At the center in the width direction of the PET film (length 150 mm × width 100 mm × thickness 200 μm), a strip-shaped filter paper (ADVANTEC, No. 1 filter paper, length 150 mm × width 16 mm) is added to the length of the PET film and the filter paper. Aligned direction and pasted with double-sided tape. The aqueous solution a and the aqueous solution b were dropped on the filter paper (specifically, the central portion in the width direction of the filter paper) to spread the solution over the entire filter paper. Then, it was dried for 10 minutes in a constant temperature bath at 80 ° C.

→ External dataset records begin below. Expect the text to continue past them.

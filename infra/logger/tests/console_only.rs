use pmgr_logger::{LevelFilter, Logger};
use serial_test::serial;

#[test]
#[serial]
fn console_only_logger_has_no_file_writer() {
    let logger = Logger::builder()
        .name("pmgr-console-only")
        .level(LevelFilter::INFO)
        .env_filter("pmgr=debug")
        .init()
        .expect("logger should initialize");

    assert!(!logger.writes_files());
}
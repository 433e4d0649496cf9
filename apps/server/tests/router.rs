use axum::body::{Body, to_bytes};
use axum::http::{Request, StatusCode};
use pmgr::domain::config::GameSeed;
use pmgr_server::{API_PREFIX, Server};
use serde_json::Value;
use tower::ServiceExt;

async fn server(dir: &tempfile::TempDir) -> Server {
    let mut cfg = pmgr::domain::config::ApiConfig::default();
    cfg.catalog.games =
        vec![GameSeed { name: "Counter-Strike: Source".into(), basename: "cstrike".into(), icon: None }];
    Server::builder()
        .config(cfg)
        .media_dir(dir.path().join("media"))
        .build()
        .await
        .expect("server")
}

async fn get(server: &Server, uri: &str) -> (StatusCode, Vec<u8>) {
    let request = Request::builder().uri(uri).body(Body::empty()).expect("request");
    let response = server.router().oneshot(request).await.expect("response");
    let status = response.status();
    let body = to_bytes(response.into_body(), usize::MAX).await.expect("body");
    (status, body.to_vec())
}

#[tokio::test]
async fn health_is_served_at_the_root() {
    let dir = tempfile::tempdir().expect("tempdir");
    let server = server(&dir).await;

    let (status, body) = get(&server, "/health").await;
    assert_eq!(status, StatusCode::OK);
    let body: Value = serde_json::from_slice(&body).expect("json");
    assert_eq!(body["status"], "up");
}

#[tokio::test]
async fn catalog_is_mounted_under_the_api_prefix() {
    let dir = tempfile::tempdir().expect("tempdir");
    let server = server(&dir).await;
    assert!(server.state().slice_names().any(|name| name == "Catalog"));

    let (status, body) = get(&server, &format!("{API_PREFIX}/games")).await;
    assert_eq!(status, StatusCode::OK);
    let games: Value = serde_json::from_slice(&body).expect("json");
    assert_eq!(games[0]["slug"], "cstrike");

    let (status, _) = get(&server, "/games").await;
    assert_eq!(status, StatusCode::NOT_FOUND);
}

#[tokio::test]
async fn api_reference_is_published() {
    let dir = tempfile::tempdir().expect("tempdir");
    let server = server(&dir).await;

    let (status, body) = get(&server, "/api").await;
    assert_eq!(status, StatusCode::OK);
    assert!(String::from_utf8_lossy(&body).to_lowercase().contains("html"));
}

  The filter paper and the PET film were divided into two at the central portion in the width direction of the filter paper. One of the divided pieces was finely cut in the length direction as shown by a broken line in FIG. 4B to produce a strip-shaped indicator having a width of 6 mm. At this time, as for the half of the indicator (Example 1), the end (width 2 mm) of the filter paper opposite to the end where the filter paper of the indicator is arranged is indicated by a one-dot broken line in FIG. And half-cut at half-cut position h. For the remaining half of the indicator (Comparative Example 1), the filter paper was not half cut.

(Evaluation)
(1) Concentration ratios R1 and R2 and the gradient of the density of the first color component About the other two divided pieces, the filter paper part is the PET film, the width of 2 mm from the end on the filter paper side. The band was divided into four, and the first sample, the second sample, the third sample, and the fourth sample were formed in order from the end. In Example 1, the first sample corresponds to the first edge portion, the second sample corresponds to the center portion, and the third sample corresponds to the second edge portion. In Comparative Example 1, the first sample corresponds to the first edge portion, and the fourth sample corresponds to the second edge portion. In Comparative Example 1, the average values of the values of the second sample and the third sample were used for the concentration and absorbance of each component in the center.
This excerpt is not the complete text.